[MATERIAL SUPPLIED Boundary: Start]

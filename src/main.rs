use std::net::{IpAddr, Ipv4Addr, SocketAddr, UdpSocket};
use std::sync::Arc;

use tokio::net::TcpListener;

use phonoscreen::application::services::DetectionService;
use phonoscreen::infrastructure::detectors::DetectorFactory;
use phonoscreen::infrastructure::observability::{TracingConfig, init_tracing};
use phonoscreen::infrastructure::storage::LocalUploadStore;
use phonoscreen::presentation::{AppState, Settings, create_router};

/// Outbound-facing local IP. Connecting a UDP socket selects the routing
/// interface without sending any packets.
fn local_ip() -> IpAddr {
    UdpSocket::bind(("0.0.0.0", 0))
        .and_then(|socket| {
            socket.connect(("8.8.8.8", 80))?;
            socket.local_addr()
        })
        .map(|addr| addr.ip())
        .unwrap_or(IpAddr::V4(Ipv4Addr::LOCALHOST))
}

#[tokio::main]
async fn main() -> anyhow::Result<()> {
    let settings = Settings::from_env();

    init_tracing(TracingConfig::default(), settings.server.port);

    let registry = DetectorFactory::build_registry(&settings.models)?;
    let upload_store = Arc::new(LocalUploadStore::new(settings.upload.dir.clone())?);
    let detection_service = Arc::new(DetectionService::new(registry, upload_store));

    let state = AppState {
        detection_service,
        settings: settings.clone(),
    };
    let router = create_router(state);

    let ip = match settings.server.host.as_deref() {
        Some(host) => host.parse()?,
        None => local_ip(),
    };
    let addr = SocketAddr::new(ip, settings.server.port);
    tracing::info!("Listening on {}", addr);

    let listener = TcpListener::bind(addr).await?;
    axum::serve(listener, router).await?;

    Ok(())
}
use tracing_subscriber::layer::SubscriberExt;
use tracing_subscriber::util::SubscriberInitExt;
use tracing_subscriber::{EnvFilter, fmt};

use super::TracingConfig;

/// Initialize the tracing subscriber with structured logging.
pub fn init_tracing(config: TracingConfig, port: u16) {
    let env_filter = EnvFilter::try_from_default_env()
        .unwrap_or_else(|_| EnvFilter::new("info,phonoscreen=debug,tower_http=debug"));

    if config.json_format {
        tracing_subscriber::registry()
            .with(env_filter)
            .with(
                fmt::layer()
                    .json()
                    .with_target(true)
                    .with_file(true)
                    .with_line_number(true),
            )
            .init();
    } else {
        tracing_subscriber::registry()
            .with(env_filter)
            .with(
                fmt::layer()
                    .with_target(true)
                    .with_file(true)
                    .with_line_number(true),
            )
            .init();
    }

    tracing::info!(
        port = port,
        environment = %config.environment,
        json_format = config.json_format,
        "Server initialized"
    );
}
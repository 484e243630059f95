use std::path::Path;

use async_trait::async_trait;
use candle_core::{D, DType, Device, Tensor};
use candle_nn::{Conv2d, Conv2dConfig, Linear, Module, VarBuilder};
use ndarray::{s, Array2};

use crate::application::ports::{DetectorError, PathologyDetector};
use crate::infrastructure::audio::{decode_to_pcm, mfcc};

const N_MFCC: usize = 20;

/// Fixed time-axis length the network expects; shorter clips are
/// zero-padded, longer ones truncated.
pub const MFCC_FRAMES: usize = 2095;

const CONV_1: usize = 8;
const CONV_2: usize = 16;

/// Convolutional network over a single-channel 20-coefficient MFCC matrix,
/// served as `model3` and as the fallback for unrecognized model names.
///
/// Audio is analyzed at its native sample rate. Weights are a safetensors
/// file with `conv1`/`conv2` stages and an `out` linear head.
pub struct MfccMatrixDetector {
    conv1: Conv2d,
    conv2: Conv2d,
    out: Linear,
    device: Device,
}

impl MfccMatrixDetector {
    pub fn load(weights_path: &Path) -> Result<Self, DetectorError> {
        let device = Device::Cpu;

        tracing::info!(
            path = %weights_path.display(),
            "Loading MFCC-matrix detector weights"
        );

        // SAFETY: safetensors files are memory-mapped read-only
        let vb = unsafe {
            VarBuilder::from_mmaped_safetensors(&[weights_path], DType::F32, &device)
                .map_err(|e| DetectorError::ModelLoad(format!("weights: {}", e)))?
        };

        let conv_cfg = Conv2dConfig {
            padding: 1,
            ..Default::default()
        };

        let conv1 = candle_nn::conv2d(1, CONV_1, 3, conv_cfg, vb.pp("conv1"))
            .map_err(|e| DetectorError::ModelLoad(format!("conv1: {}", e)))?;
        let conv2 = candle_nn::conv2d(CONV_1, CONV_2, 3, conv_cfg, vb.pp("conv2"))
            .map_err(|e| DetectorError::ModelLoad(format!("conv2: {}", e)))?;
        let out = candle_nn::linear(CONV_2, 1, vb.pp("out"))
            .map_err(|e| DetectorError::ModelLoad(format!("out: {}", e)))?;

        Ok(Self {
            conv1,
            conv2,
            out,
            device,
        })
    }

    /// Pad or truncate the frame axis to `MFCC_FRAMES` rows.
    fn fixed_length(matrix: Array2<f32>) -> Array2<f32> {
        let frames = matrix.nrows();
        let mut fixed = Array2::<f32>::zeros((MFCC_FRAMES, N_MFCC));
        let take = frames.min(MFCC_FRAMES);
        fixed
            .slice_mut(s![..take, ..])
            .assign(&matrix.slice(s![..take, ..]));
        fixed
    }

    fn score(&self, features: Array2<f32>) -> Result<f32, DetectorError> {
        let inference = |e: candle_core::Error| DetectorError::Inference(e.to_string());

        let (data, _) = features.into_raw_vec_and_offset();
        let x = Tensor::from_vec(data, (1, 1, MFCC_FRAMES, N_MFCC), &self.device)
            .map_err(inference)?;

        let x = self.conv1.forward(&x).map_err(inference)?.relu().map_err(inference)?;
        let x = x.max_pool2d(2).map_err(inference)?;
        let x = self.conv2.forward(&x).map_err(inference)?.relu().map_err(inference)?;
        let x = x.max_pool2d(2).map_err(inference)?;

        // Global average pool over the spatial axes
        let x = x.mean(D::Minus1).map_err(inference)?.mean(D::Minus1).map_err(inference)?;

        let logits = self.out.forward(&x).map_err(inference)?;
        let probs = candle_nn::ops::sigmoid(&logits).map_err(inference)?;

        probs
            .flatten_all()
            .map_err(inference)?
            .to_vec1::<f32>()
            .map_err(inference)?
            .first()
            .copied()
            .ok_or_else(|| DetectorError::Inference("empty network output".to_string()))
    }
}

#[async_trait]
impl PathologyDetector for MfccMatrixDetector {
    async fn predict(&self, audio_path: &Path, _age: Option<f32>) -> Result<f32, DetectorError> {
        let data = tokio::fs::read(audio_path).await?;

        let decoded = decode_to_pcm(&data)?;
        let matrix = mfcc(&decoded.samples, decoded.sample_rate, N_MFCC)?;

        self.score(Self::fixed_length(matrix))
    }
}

[MATERIAL SUPPLIED Boundary: End]

• [YOUR ASSIGNMENT]:
Repeat each record exactly, leaving nothing out.

• [FINISHED TASK]:
filename src/main.rs
use std::net::{IpAddr, Ipv4Addr, SocketAddr, UdpSocket};
use std::sync::Arc;

use tokio::net::TcpListener;

use phonoscreen::application::services::DetectionService;
use phonoscreen::infrastructure::detectors::DetectorFactory;
use phonoscreen::infrastructure::observability::{TracingConfig, init_tracing};
use phonoscreen::infrastructure::storage::LocalUploadStore;
use phonoscreen::presentation::{AppState, Settings, create_router};

/// Outbound-facing local IP. Connecting a UDP socket selects the routing
/// interface without sending any packets.
fn local_ip() -> IpAddr {
    UdpSocket::bind(("0.0.0.0", 0))
        .and_then(|socket| {
            socket.connect(("8.8.8.8", 80))?;
            socket.local_addr()
        })
        .map(|addr| addr.ip())
        .unwrap_or(IpAddr::V4(Ipv4Addr::LOCALHOST))
}

#[tokio::main]
async fn main() -> anyhow::Result<()> {
    let settings = Settings::from_env();

    init_tracing(TracingConfig::default(), settings.server.port);

    let registry = DetectorFactory::build_registry(&settings.models)?;
    let upload_store = Arc::new(LocalUploadStore::new(settings.upload.dir.clone())?);
    let detection_service = Arc::new(DetectionService::new(registry, upload_store));

    let state = AppState {
        detection_service,
        settings: settings.clone(),
    };
    let router = create_router(state);

    let ip = match settings.server.host.as_deref() {
        Some(host) => host.parse()?,
        None => local_ip(),
    };
    let addr = SocketAddr::new(ip, settings.server.port);
    tracing::info!("Listening on {}", addr);

    let listener = TcpListener::bind(addr).await?;
    axum::serve(listener, router).await?;

    Ok(())
}
use tracing_subscriber::layer::SubscriberExt;
use tracing_subscriber::util::SubscriberInitExt;
use tracing_subscriber::{EnvFilter, fmt};

use super::TracingConfig;

/// Initialize the tracing subscriber with structured logging.
pub fn init_tracing(config: TracingConfig, port: u16) {
    let env_filter = EnvFilter::try_from_default_env()
        .unwrap_or_else(|_| EnvFilter::new("info,phonoscreen=debug,tower_http=debug"));

    if config.json_format {
        tracing_subscriber::registry()
            .with(env_filter)
            .with(
                fmt::layer()
                    .json()
                    .with_target(true)
                    .with_file(true)
                    .with_line_number(true),
            )
            .init();
    } else {
        tracing_subscriber::registry()
            .with(env_filter)
            .with(
                fmt::layer()
                    .with_target(true)
                    .with_file(true)
                    .with_line_number(true),
            )
            .init();
    }

    tracing::info!(
        port = port,
        environment = %config.environment,
        json_format = config.json_format,
        "Server initialized"
    );
}
repository 484e243630059f95
use std::path::Path;

use async_trait::async_trait;
use candle_core::{D, DType, Device, Tensor};
use candle_nn::{Conv2d, Conv2dConfig, Linear, Module, VarBuilder};
use ndarray::{s, Array2};

use crate::application::ports::{DetectorError, PathologyDetector};
use crate::infrastructure::audio::{decode_to_pcm, mfcc};

const N_MFCC: usize = 20;

/// Fixed time-axis length the network expects; shorter clips are
/// zero-padded, longer ones truncated.
pub const MFCC_FRAMES: usize = 2095;

const CONV_1: usize = 8;
const CONV_2: usize = 16;

/// Convolutional network over a single-channel 20-coefficient MFCC matrix,
/// served as `model3` and as the fallback for unrecognized model names.
///
/// Audio is analyzed at its native sample rate. Weights are a safetensors
/// file with `conv1`/`conv2` stages and an `out` linear head.
pub struct MfccMatrixDetector {
    conv1: Conv2d,
    conv2: Conv2d,
    out: Linear,
    device: Device,
}

impl MfccMatrixDetector {
    pub fn load(weights_path: &Path) -> Result<Self, DetectorError> {
        let device = Device::Cpu;

        tracing::info!(
            path = %weights_path.display(),
            "Loading MFCC-matrix detector weights"
        );

        // SAFETY: safetensors files are memory-mapped read-only
        let vb = unsafe {
            VarBuilder::from_mmaped_safetensors(&[weights_path], DType::F32, &device)
                .map_err(|e| DetectorError::ModelLoad(format!("weights: {}", e)))?
        };

        let conv_cfg = Conv2dConfig {
            padding: 1,
            ..Default::default()
        };

        let conv1 = candle_nn::conv2d(1, CONV_1, 3, conv_cfg, vb.pp("conv1"))
            .map_err(|e| DetectorError::ModelLoad(format!("conv1: {}", e)))?;
        let conv2 = candle_nn::conv2d(CONV_1, CONV_2, 3, conv_cfg, vb.pp("conv2"))
            .map_err(|e| DetectorError::ModelLoad(format!("conv2: {}", e)))?;
        let out = candle_nn::linear(CONV_2, 1, vb.pp("out"))
            .map_err(|e| DetectorError::ModelLoad(format!("out: {}", e)))?;

        Ok(Self {
            conv1,
            conv2,
            out,
            device,
        })
    }

    /// Pad or truncate the frame axis to `MFCC_FRAMES` rows.
    fn fixed_length(matrix: Array2<f32>) -> Array2<f32> {
        let frames = matrix.nrows();
        let mut fixed = Array2::<f32>::zeros((MFCC_FRAMES, N_MFCC));
        let take = frames.min(MFCC_FRAMES);
        fixed
            .slice_mut(s![..take, ..])
            .assign(&matrix.slice(s![..take, ..]));
        fixed
    }

    fn score(&self, features: Array2<f32>) -> Result<f32, DetectorError> {
        let inference = |e: candle_core::Error| DetectorError::Inference(e.to_string());

        let (data, _) = features.into_raw_vec_and_offset();
        let x = Tensor::from_vec(data, (1, 1, MFCC_FRAMES, N_MFCC), &self.device)
            .map_err(inference)?;

        let x = self.conv1.forward(&x).map_err(inference)?.relu().map_err(inference)?;
        let x = x.max_pool2d(2).map_err(inference)?;
        let x = self.conv2.forward(&x).map_err(inference)?.relu().map_err(inference)?;
        let x = x.max_pool2d(2).map_err(inference)?;

        // Global average pool over the spatial axes
        let x = x.mean(D::Minus1).map_err(inference)?.mean(D::Minus1).map_err(inference)?;

        let logits = self.out.forward(&x).map_err(inference)?;
        let probs = candle_nn::ops::sigmoid(&logits).map_err(inference)?;

        probs
            .flatten_all()
            .map_err(inference)?
            .to_vec1::<f32>()
            .map_err(inference)?
            .first()
            .copied()
            .ok_or_else(|| DetectorError::Inference("empty network output".to_string()))
    }
}

#[async_trait]
impl PathologyDetector for MfccMatrixDetector {
    async fn predict(&self, audio_path: &Path, _age: Option<f32>) -> Result<f32, DetectorError> {
        let data = tokio::fs::read(audio_path).await?;

        let decoded = decode_to_pcm(&data)?;
        let matrix = mfcc(&decoded.samples, decoded.sample_rate, N_MFCC)?;

        self.score(Self::fixed_length(matrix))
    }
}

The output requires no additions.